All lines before the one containing "impl std::fmt::Display for", plus that line itself, are to be printed exactly as they appear below.

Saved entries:
- - - - - - -
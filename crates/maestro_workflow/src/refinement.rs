//! Feedback classification for refinement plans.

use regex::Regex;
use serde::{Deserialize, Serialize};

use crate::templates::{ContentTemplate, PhaseTemplate};

/// What a piece of feedback is mostly about.
#[derive(Debug, Clone, Copy, PartialEq, Eq, Hash, Serialize, Deserialize)]
#[serde(rename_all = "kebab-case")]
pub enum FeedbackCategory {
    ContentQuality,
    ScientificAccuracy,
    UserExperience,
    Comprehensive,
}

impl FeedbackCategory {
    pub fn as_str(&self) -> &'static str {
        match self {
            FeedbackCategory::ContentQuality => "content-quality",
            FeedbackCategory::ScientificAccuracy => "scientific-accuracy",
            FeedbackCategory::UserExperience => "user-experience",
            FeedbackCategory::Comprehensive => "comprehensive",
        }
    }

    /// Reviewers appended to the revision phase.
    pub fn reviewers(&self) -> &'static [&'static str] {
        match self {
            FeedbackCategory::ContentQuality => &["content-editor", "quality-guardian"],
            FeedbackCategory::ScientificAccuracy => &["scientific-validator", "research"],
            FeedbackCategory::UserExperience => &["ux-designer", "accessibility-auditor"],
            FeedbackCategory::Comprehensive => {
                &["quality-guardian", "scientific-validator", "ux-designer"]
            }
        }
    }
}

impl std::fmt::Display for FeedbackCategory {
    fn fmt(&self, f: &mut std::fmt::Formatter<'_>) -> std::fmt::Result {
        write!(f, "{}", self.as_str())
    }
}

const CONTENT_QUALITY_KEYWORDS: &[&str] = &[
    "clarity", "unclear", "clear", "grammar", "typo", "spelling", "tone", "readab", "wording",
    "confusing", "writing", "quality",
];

const SCIENTIFIC_KEYWORDS: &[&str] = &[
    "accura", "inaccura", "evidence", "citation", "cite", "source", "scientific", "research",
    "study", "studies", "fact", "incorrect", "outdated",
];

const USER_EXPERIENCE_KEYWORDS: &[&str] = &[
    "usability", "navigation", "navigate", "interface", "layout", "design", "engag", "interactive",
    "user", "experience", "accessib", "mobile",
];

/// Keyword classifier. Categories are tried in a fixed order and the first
/// one with a matching keyword wins.
#[derive(Debug, Clone)]
pub struct FeedbackClassifier {
    rules: Vec<(FeedbackCategory, Option<Regex>)>,
}

impl Default for FeedbackClassifier {
    fn default() -> Self {
        Self::new()
    }
}

impl FeedbackClassifier {
    pub fn new() -> Self {
        let rules = [
            (FeedbackCategory::ContentQuality, CONTENT_QUALITY_KEYWORDS),
            (FeedbackCategory::ScientificAccuracy, SCIENTIFIC_KEYWORDS),
            (FeedbackCategory::UserExperience, USER_EXPERIENCE_KEYWORDS),
        ]
        .into_iter()
        .map(|(category, keywords)| {
            let pattern = format!(r"(?i)\b(?:{})", keywords.join("|"));
            (category, Regex::new(&pattern).ok())
        })
        .collect();

        Self { rules }
    }

    /// Classify free-text feedback.
    pub fn classify(&self, feedback: &str) -> FeedbackCategory {
        self.rules
            .iter()
            .find(|(_, re)| re.as_ref().map_or(false, |re| re.is_match(feedback)))
            .map(|(category, _)| *category)
            .unwrap_or(FeedbackCategory::Comprehensive)
    }
}

/// Classify feedback with the default keyword lists.
pub fn classify_feedback(feedback: &str) -> FeedbackCategory {
    FeedbackClassifier::new().classify(feedback)
}

/// Base template for refinement plans. The second phase receives the
/// category reviewers.
pub fn refinement_template() -> ContentTemplate {
    ContentTemplate::new("refinement", "Revise existing content from feedback")
        .phase(
            PhaseTemplate::new("feedback-analysis", "quality-review", &["quality-guardian"], 30)
                .critical(true),
        )
        .phase(
            PhaseTemplate::new(
                "targeted-revision",
                "content-generation",
                &["nlp-generator", "content-editor"],
                60,
            )
            .critical(true),
        )
        .phase(
            PhaseTemplate::new("revalidation", "quality-review", &["quality-guardian"], 30)
                .critical(true),
        )
}

#[cfg(test)]
mod tests {
    use super::*;

    #[test]
    fn test_classify_categories() {
        assert_eq!(
            classify_feedback("The second section is confusing and has typos"),
            FeedbackCategory::ContentQuality
        );
        assert_eq!(
            classify_feedback("Several citations are outdated"),
            FeedbackCategory::ScientificAccuracy
        );
        assert_eq!(
            classify_feedback("Navigation between modules is hard on mobile"),
            FeedbackCategory::UserExperience
        );
        assert_eq!(
            classify_feedback("Please take another look overall"),
            FeedbackCategory::Comprehensive
        );
    }

    #[test]
    fn test_first_category_wins() {
        // Mentions both writing and evidence; content quality is checked first
        assert_eq!(
            classify_feedback("Writing is fine but the evidence is weak"),
            FeedbackCategory::ContentQuality
        );
    }

    #[test]
    fn test_keywords_match_word_starts_only() {
        // "nuclear" contains "clear" but not at a word boundary
        assert_eq!(
            classify_feedback("Add a nuclear example"),
            FeedbackCategory::Comprehensive
        );
        assert_eq!(
            classify_feedback("ACCURACY needs work"),
            FeedbackCategory::ScientificAccuracy
        );
    }

    #[test]
    fn test_refinement_template_shape() {
        let template = refinement_template();
        template.validate().unwrap();
        assert_eq!(template.phases[1].name, "targeted-revision");
    }
}
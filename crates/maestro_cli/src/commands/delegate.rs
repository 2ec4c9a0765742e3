//! Delegate command - Run a single task through the delegator.

use anyhow::Result;
use clap::Args;
use maestro_agents::{AgentDelegator, ExecutionContext, SelectionStrategy, Task};
use tracing::info;

use super::{DispatchFailed, GlobalOptions};

#[derive(Args, Debug)]
pub struct DelegateArgs {
    /// Task type, e.g. research or quality-review
    #[arg(short = 't', long)]
    pub task_type: String,

    /// Human-readable task name
    #[arg(short, long)]
    pub name: Option<String>,

    /// Subject domain used for specialization matching
    #[arg(short, long)]
    pub domain: Option<String>,

    /// Complexity level (1-5)
    #[arg(long)]
    pub complexity: Option<u8>,

    /// Selection strategy (overrides the configuration)
    #[arg(short, long)]
    pub strategy: Option<SelectionStrategy>,

    /// Agents that must not receive the task, repeatable
    #[arg(long = "exclude")]
    pub exclude: Vec<String>,
}

pub async fn execute(args: DelegateArgs, options: &GlobalOptions) -> Result<()> {
    let mut config = options.load_config()?;
    if let Some(strategy) = args.strategy {
        config.delegator.strategy = strategy;
    }

    let delegator = AgentDelegator::new(config.delegator.clone())
        .with_capability_map(config.load_capabilities()?);

    let name = args.name.unwrap_or_else(|| args.task_type.clone());
    let mut task = Task::new(args.task_type, name);
    if let Some(domain) = args.domain {
        task = task.with_domain(domain);
    }
    if let Some(complexity) = args.complexity {
        task = task.with_complexity(complexity);
    }
    for agent in args.exclude {
        task.exclude(agent);
    }

    info!("Delegating {} ({}) with {}", task.id, task.task_type, delegator.config().strategy);
    let outcome = delegator.delegate_task(task, &ExecutionContext::new()).await;
    options.print(&outcome)?;

    if !outcome.success {
        return Err(DispatchFailed(outcome.task_id).into());
    }
    Ok(())
}
//! Plan command - Build a workflow plan without dispatching it.

use anyhow::{Context, Result};
use clap::Args;
use maestro_workflow::WorkflowPlanner;
use tracing::info;

use super::{GlobalOptions, RequestArgs};

#[derive(Args, Debug)]
pub struct PlanArgs {
    #[command(flatten)]
    pub request: RequestArgs,
}

pub async fn execute(args: PlanArgs, options: &GlobalOptions) -> Result<()> {
    let config = options.load_config()?;
    let analysis = args.request.analysis()?;
    let workflow_id = args.request.workflow_id();

    let planner = WorkflowPlanner::new(config.planner.clone())
        .with_templates(config.load_templates()?)
        .with_rules(config.load_rules()?);

    let plan = planner
        .create_workflow_plan(&analysis, &workflow_id)
        .context("Failed to create workflow plan")?;
    info!(
        "Planned {} phases (~{} min)",
        plan.metadata.phase_count, plan.metadata.estimated_duration_minutes
    );

    options.print(&plan)
}
//! Maestro CLI - Main entry point.
//!
//! Exit codes:
//! - 0: Success
//! - 1: General error
//! - 2: Invalid arguments or request
//! - 3: Delegation or orchestration failure

use std::process::ExitCode;

use clap::Parser;
use tracing_subscriber::{fmt, prelude::*, EnvFilter};

mod commands;

use commands::{Cli, Commands, DispatchFailed, UsageError};
use maestro_workflow::WorkflowError;

/// CI-friendly exit codes
pub struct ExitCodes;

impl ExitCodes {
    pub const SUCCESS: u8 = 0;
    pub const GENERAL_ERROR: u8 = 1;
    pub const INVALID_ARGS: u8 = 2;
    pub const DELEGATION_FAILURE: u8 = 3;
}

#[tokio::main]
async fn main() -> ExitCode {
    let cli = Cli::parse();
    init_logging(cli.verbose, cli.quiet, cli.json_logs);

    let options = cli.global_options();
    let result = match cli.command {
        Commands::Plan(args) => commands::plan::execute(args, &options).await,
        Commands::Refine(args) => commands::refine::execute(args, &options).await,
        Commands::Delegate(args) => commands::delegate::execute(args, &options).await,
        Commands::Orchestrate(args) => commands::orchestrate::execute(args, &options).await,
        Commands::Agents(args) => commands::agents::execute(args, &options).await,
        Commands::Templates(args) => commands::templates::execute(args, &options).await,
    };

    match result {
        Ok(()) => ExitCode::from(ExitCodes::SUCCESS),
        Err(e) => {
            let exit_code = categorize_error(&e);
            eprintln!("Error: {:#}", e);
            ExitCode::from(exit_code)
        }
    }
}

fn init_logging(verbose: bool, quiet: bool, json: bool) {
    let default_directives = if verbose {
        "maestro=debug,info"
    } else if quiet {
        "error"
    } else {
        "maestro=info,warn"
    };
    let filter = EnvFilter::try_from_default_env()
        .unwrap_or_else(|_| EnvFilter::new(default_directives));

    // Logs go to stderr so plans and reports on stdout stay parseable
    let registry = tracing_subscriber::registry().with(filter);
    let log_result = if json {
        registry
            .with(fmt::layer().json().with_writer(std::io::stderr))
            .try_init()
    } else {
        registry
            .with(fmt::layer().with_target(false).with_writer(std::io::stderr))
            .try_init()
    };

    if log_result.is_err() {
        // Logging already initialized, continue
    }
}

/// Categorize error to determine exit code
fn categorize_error(e: &anyhow::Error) -> u8 {
    if e.downcast_ref::<DispatchFailed>().is_some() {
        return ExitCodes::DELEGATION_FAILURE;
    }

    if e.downcast_ref::<UsageError>().is_some() {
        return ExitCodes::INVALID_ARGS;
    }

    let invalid_request = e.chain().any(|cause| {
        matches!(
            cause.downcast_ref::<WorkflowError>(),
            Some(WorkflowError::InvalidComplexity(_)) | Some(WorkflowError::InvalidRequest(_))
        ) || matches!(
            cause.downcast_ref::<maestro_core::CoreError>(),
            Some(maestro_core::CoreError::Workflow(
                WorkflowError::InvalidComplexity(_) | WorkflowError::InvalidRequest(_)
            ))
        )
    });

    if invalid_request {
        ExitCodes::INVALID_ARGS
    } else {
        ExitCodes::GENERAL_ERROR
    }
}
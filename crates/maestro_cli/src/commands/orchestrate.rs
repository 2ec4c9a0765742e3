//! Orchestrate command - Plan a request and dispatch every phase.

use std::path::PathBuf;

use anyhow::{Context, Result};
use clap::Args;
use maestro_core::ContentOrchestrator;

use super::{DispatchFailed, GlobalOptions, RequestArgs};

#[derive(Args, Debug)]
pub struct OrchestrateArgs {
    #[command(flatten)]
    pub request: RequestArgs,

    /// Also write the report as JSON to this path
    #[arg(short, long)]
    pub output: Option<PathBuf>,
}

pub async fn execute(args: OrchestrateArgs, options: &GlobalOptions) -> Result<()> {
    let config = options.load_config()?;
    let analysis = args.request.analysis()?;
    let workflow_id = args.request.workflow_id();

    let orchestrator = ContentOrchestrator::from_config(&config)?;
    let report = orchestrator
        .orchestrate(&analysis, &workflow_id)
        .await
        .context("Failed to orchestrate workflow")?;

    if let Some(path) = &args.output {
        report
            .save(path)
            .with_context(|| format!("Failed to write report {}", path.display()))?;
    }
    options.print(&report)?;

    if let Some(phase) = report.failed_phase() {
        return Err(DispatchFailed(format!(
            "critical phase '{}' in {}",
            phase.phase, report.workflow_id
        ))
        .into());
    }
    Ok(())
}
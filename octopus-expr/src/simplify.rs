//! Sound local term rewriting

use std::collections::HashMap;

use crate::{Bits, BitwiseOp, Term, TermId, TermPool};

/// Simplify a term by memoised bottom-up local rewriting.
///
/// The rewrites never change the represented function and the result is a
/// fixed point: simplifying twice returns the same handle.
pub fn simplify(pool: &mut TermPool, id: TermId) -> TermId {
    Simplifier {
        pool,
        memo: HashMap::new(),
    }
    .walk(id)
}

struct Simplifier<'a> {
    pool: &'a mut TermPool,
    memo: HashMap<TermId, TermId>,
}

impl Simplifier<'_> {
    fn walk(&mut self, id: TermId) -> TermId {
        if let Some(out) = self.memo.get(&id) {
            return *out;
        }
        let out = match self.pool.term(id).clone() {
            Term::Const(_) | Term::Var { .. } | Term::True | Term::False => id,
            Term::Concat(lhs, rhs) => {
                let lhs = self.walk(lhs);
                let rhs = self.walk(rhs);
                self.mk_concat(lhs, rhs)
            }
            Term::Extract { src, hi, lo } => {
                let src = self.walk(src);
                self.mk_extract(src, hi, lo)
            }
            Term::Not(arg) => {
                let arg = self.walk(arg);
                self.mk_not(arg)
            }
            Term::Bitwise { op, lhs, rhs } => {
                let lhs = self.walk(lhs);
                let rhs = self.walk(rhs);
                self.mk_bitwise(op, lhs, rhs)
            }
            Term::Eq(lhs, rhs) => {
                let lhs = self.walk(lhs);
                let rhs = self.walk(rhs);
                self.mk_eq(lhs, rhs)
            }
            Term::Ite { cond, then, other } => {
                let cond = self.walk(cond);
                let then = self.walk(then);
                let other = self.walk(other);
                self.mk_ite(cond, then, other)
            }
            Term::BoolNot(arg) => {
                let arg = self.walk(arg);
                self.mk_bnot(arg)
            }
            Term::BoolAnd(lhs, rhs) => {
                let lhs = self.walk(lhs);
                let rhs = self.walk(rhs);
                self.mk_band(lhs, rhs)
            }
            Term::BoolOr(lhs, rhs) => {
                let lhs = self.walk(lhs);
                let rhs = self.walk(rhs);
                self.mk_bor(lhs, rhs)
            }
        };
        self.memo.insert(id, out);
        out
    }

    fn constant(&self, id: TermId) -> Option<&Bits> {
        match self.pool.term(id) {
            Term::Const(bits) => Some(bits),
            _ => None,
        }
    }

    fn mk_concat(&mut self, lhs: TermId, rhs: TermId) -> TermId {
        if let (Some(high), Some(low)) = (self.constant(lhs), self.constant(rhs)) {
            let folded = high.concat(low);
            return self.pool.constant(folded);
        }
        // Adjacent extracts of the same source fuse back together.
        if let (
            Term::Extract { src: ls, hi: lh, lo: ll },
            Term::Extract { src: rs, hi: rh, lo: rl },
        ) = (self.pool.term(lhs).clone(), self.pool.term(rhs).clone())
        {
            if ls == rs && ll == rh + 1 {
                return self.mk_extract(ls, lh, rl);
            }
        }
        self.pool.concat(lhs, rhs)
    }

    fn mk_extract(&mut self, src: TermId, hi: u32, lo: u32) -> TermId {
        if lo == 0 && hi + 1 == self.pool.width(src) {
            return src;
        }
        match self.pool.term(src).clone() {
            Term::Const(bits) => {
                let sliced = bits.slice(hi, lo);
                self.pool.constant(sliced)
            }
            Term::Extract { src: inner, lo: ilo, .. } => self.mk_extract(inner, ilo + hi, ilo + lo),
            Term::Concat(high, low) => {
                let low_width = self.pool.width(low);
                if lo >= low_width {
                    self.mk_extract(high, hi - low_width, lo - low_width)
                } else if hi < low_width {
                    self.mk_extract(low, hi, lo)
                } else {
                    self.pool.extract(src, hi, lo)
                }
            }
            _ => self.pool.extract(src, hi, lo),
        }
    }

    fn mk_not(&mut self, arg: TermId) -> TermId {
        if let Some(bits) = self.constant(arg) {
            let folded = bits.not();
            return self.pool.constant(folded);
        }
        if let Term::Not(inner) = self.pool.term(arg) {
            return *inner;
        }
        self.pool.not(arg)
    }

    fn mk_bitwise(&mut self, op: BitwiseOp, lhs: TermId, rhs: TermId) -> TermId {
        let width = self.pool.width(lhs);
        if let (Some(a), Some(b)) = (self.constant(lhs), self.constant(rhs)) {
            let folded = match op {
                BitwiseOp::And => a.and(b),
                BitwiseOp::Or => a.or(b),
                BitwiseOp::Xor => a.xor(b),
                BitwiseOp::Shl => a.shl(const_shift(b)),
                BitwiseOp::Shr => a.shr(const_shift(b)),
            };
            return self.pool.constant(folded);
        }
        match op {
            BitwiseOp::And => {
                if lhs == rhs {
                    return lhs;
                }
                if self.is_const_zero(lhs) || self.is_const_zero(rhs) {
                    return self.pool.constant(Bits::zero(width));
                }
                if self.is_const_ones(lhs) {
                    return rhs;
                }
                if self.is_const_ones(rhs) {
                    return lhs;
                }
            }
            BitwiseOp::Or => {
                if lhs == rhs {
                    return lhs;
                }
                if self.is_const_ones(lhs) || self.is_const_ones(rhs) {
                    return self.pool.constant(Bits::ones(width));
                }
                if self.is_const_zero(lhs) {
                    return rhs;
                }
                if self.is_const_zero(rhs) {
                    return lhs;
                }
            }
            BitwiseOp::Xor => {
                if lhs == rhs {
                    return self.pool.constant(Bits::zero(width));
                }
                if self.is_const_zero(lhs) {
                    return rhs;
                }
                if self.is_const_zero(rhs) {
                    return lhs;
                }
            }
            BitwiseOp::Shl | BitwiseOp::Shr => {
                if let Some(amount) = self.constant(rhs) {
                    if amount.is_zero() {
                        return lhs;
                    }
                    if const_shift(amount) >= width {
                        return self.pool.constant(Bits::zero(width));
                    }
                }
            }
        }
        self.pool.bitwise(op, lhs, rhs)
    }

    fn mk_eq(&mut self, lhs: TermId, rhs: TermId) -> TermId {
        if lhs == rhs {
            return self.pool.tru();
        }
        if let (Some(a), Some(b)) = (self.constant(lhs), self.constant(rhs)) {
            return if a == b { self.pool.tru() } else { self.pool.fals() };
        }
        self.pool.eq(lhs, rhs)
    }

    fn mk_ite(&mut self, cond: TermId, then: TermId, other: TermId) -> TermId {
        match self.pool.term(cond) {
            Term::True => return then,
            Term::False => return other,
            _ => {}
        }
        if then == other {
            return then;
        }
        self.pool.ite(cond, then, other)
    }

    fn mk_bnot(&mut self, arg: TermId) -> TermId {
        match self.pool.term(arg) {
            Term::True => self.pool.fals(),
            Term::False => self.pool.tru(),
            Term::BoolNot(inner) => *inner,
            _ => self.pool.bnot(arg),
        }
    }

    fn mk_band(&mut self, lhs: TermId, rhs: TermId) -> TermId {
        if lhs == rhs {
            return lhs;
        }
        match (self.pool.term(lhs), self.pool.term(rhs)) {
            (Term::False, _) | (_, Term::False) => self.pool.fals(),
            (Term::True, _) => rhs,
            (_, Term::True) => lhs,
            _ => self.pool.band(lhs, rhs),
        }
    }

    fn mk_bor(&mut self, lhs: TermId, rhs: TermId) -> TermId {
        if lhs == rhs {
            return lhs;
        }
        match (self.pool.term(lhs), self.pool.term(rhs)) {
            (Term::True, _) | (_, Term::True) => self.pool.tru(),
            (Term::False, _) => rhs,
            (_, Term::False) => lhs,
            _ => self.pool.bor(lhs, rhs),
        }
    }

    fn is_const_zero(&self, id: TermId) -> bool {
        self.constant(id).is_some_and(Bits::is_zero)
    }

    fn is_const_ones(&self, id: TermId) -> bool {
        self.constant(id)
            .is_some_and(|bits| *bits == Bits::ones(bits.width()))
    }
}

fn const_shift(amount: &Bits) -> u32 {
    match amount.to_u64() {
        Some(value) if value <= u32::MAX as u64 => value as u32,
        _ => u32::MAX,
    }
}

#[cfg(test)]
mod tests {
    use super::*;
    use crate::{eval, Env, Value};
    use quickcheck_macros::quickcheck;

    #[test]
    fn constant_folding_reaches_fixpoints() {
        let mut pool = TermPool::new();
        let a = pool.constant_u64(4, 0b1100);
        let b = pool.constant_u64(4, 0b1010);
        let and = pool.and(a, b);
        let or = pool.or(and, b);
        assert_eq!(simplify(&mut pool, or), pool.constant_u64(4, 0b1010));
    }

    #[test]
    fn extract_of_concat_cancels_when_aligned() {
        let mut pool = TermPool::new();
        let a = pool.var("a", 4);
        let b = pool.var("b", 6);
        let cat = pool.concat(a, b);
        let high = pool.extract(cat, 9, 6);
        let low = pool.extract(cat, 5, 0);
        assert_eq!(simplify(&mut pool, high), a);
        assert_eq!(simplify(&mut pool, low), b);
        let straddle = pool.extract(cat, 7, 4);
        assert_eq!(simplify(&mut pool, straddle), straddle);
    }

    #[test]
    fn adjacent_extracts_fuse() {
        let mut pool = TermPool::new();
        let a = pool.var("a", 8);
        let high = pool.extract(a, 7, 4);
        let low = pool.extract(a, 3, 0);
        let cat = pool.concat(high, low);
        assert_eq!(simplify(&mut pool, cat), a);
    }

    #[test]
    fn extract_of_extract_composes() {
        let mut pool = TermPool::new();
        let a = pool.var("a", 12);
        let outer = pool.extract(a, 9, 2);
        let inner = pool.extract(outer, 5, 1);
        let expected = pool.extract(a, 7, 3);
        assert_eq!(simplify(&mut pool, inner), expected);
    }

    #[test]
    fn boolean_units_and_dominators() {
        let mut pool = TermPool::new();
        let a = pool.var("a", 1);
        let one = pool.constant_u64(1, 1);
        let guard = pool.eq(a, one);
        let t = pool.tru();
        let f = pool.fals();
        let and_t = pool.band(t, guard);
        let and_f = pool.band(guard, f);
        let or_f = pool.bor(f, guard);
        assert_eq!(simplify(&mut pool, and_t), guard);
        assert_eq!(simplify(&mut pool, and_f), pool.fals());
        assert_eq!(simplify(&mut pool, or_f), guard);
        let nn = pool.bnot(guard);
        let nn = pool.bnot(nn);
        assert_eq!(simplify(&mut pool, nn), guard);
    }

    #[test]
    fn eq_on_identical_terms_is_true() {
        let mut pool = TermPool::new();
        let a = pool.var("a", 4);
        let b = pool.var("b", 4);
        let x = pool.xor(a, b);
        let y = pool.xor(a, b);
        let eq = pool.eq(x, y);
        assert_eq!(simplify(&mut pool, eq), pool.tru());
    }

    #[test]
    fn ite_short_circuits_on_constant_conditions() {
        let mut pool = TermPool::new();
        let a = pool.var("a", 4);
        let b = pool.var("b", 4);
        let t = pool.tru();
        let hit = pool.ite(t, a, b);
        assert_eq!(simplify(&mut pool, hit), a);
        let same = pool.eq(a, b);
        let collapse = pool.ite(same, b, b);
        assert_eq!(simplify(&mut pool, collapse), b);
    }

    fn template(pool: &mut TermPool) -> TermId {
        let a = pool.var("a", 8);
        let b = pool.var("b", 8);
        let cat = pool.concat(a, b);
        let high = pool.extract(cat, 15, 8);
        let mixed = pool.xor(high, b);
        let masked = pool.and(mixed, a);
        let same = pool.eq(masked, a);
        let low = pool.extract(cat, 7, 0);
        pool.ite(same, low, mixed)
    }

    fn template_env(a: u8, b: u8) -> Env {
        [
            ("a".to_string(), Value::Bits(Bits::from_u64(8, a as u64))),
            ("b".to_string(), Value::Bits(Bits::from_u64(8, b as u64))),
        ]
        .into_iter()
        .collect()
    }

    #[quickcheck]
    fn simplify_preserves_evaluation(a: u8, b: u8) -> bool {
        let mut pool = TermPool::new();
        let term = template(&mut pool);
        let simplified = simplify(&mut pool, term);
        let env = template_env(a, b);
        eval(&pool, &env, term) == eval(&pool, &env, simplified)
    }

    #[quickcheck]
    fn simplify_is_idempotent(a: u8, b: u8) -> bool {
        let mut pool = TermPool::new();
        let term = template(&mut pool);
        let constant = pool.constant_u64(8, a.min(b) as u64);
        let grounded = pool.eq(term, constant);
        let once = simplify(&mut pool, grounded);
        simplify(&mut pool, once) == once
    }
}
- - - - - - -
OUTPUT OF THE TASK:
filename crates/maestro_workflow/src/refinement.rs
//! Feedback classification for refinement plans.

use regex::Regex;
use serde::{Deserialize, Serialize};

use crate::templates::{ContentTemplate, PhaseTemplate};

/// What a piece of feedback is mostly about.
#[derive(Debug, Clone, Copy, PartialEq, Eq, Hash, Serialize, Deserialize)]
#[serde(rename_all = "kebab-case")]
pub enum FeedbackCategory {
    ContentQuality,
    ScientificAccuracy,
    UserExperience,
    Comprehensive,
}

impl FeedbackCategory {
    pub fn as_str(&self) -> &'static str {
        match self {
            FeedbackCategory::ContentQuality => "content-quality",
            FeedbackCategory::ScientificAccuracy => "scientific-accuracy",
            FeedbackCategory::UserExperience => "user-experience",
            FeedbackCategory::Comprehensive => "comprehensive",
        }
    }

    /// Reviewers appended to the revision phase.
    pub fn reviewers(&self) -> &'static [&'static str] {
        match self {
            FeedbackCategory::ContentQuality => &["content-editor", "quality-guardian"],
            FeedbackCategory::ScientificAccuracy => &["scientific-validator", "research"],
            FeedbackCategory::UserExperience => &["ux-designer", "accessibility-auditor"],
            FeedbackCategory::Comprehensive => {
                &["quality-guardian", "scientific-validator", "ux-designer"]
            }
        }
    }
}

impl std::fmt::Display for FeedbackCategory {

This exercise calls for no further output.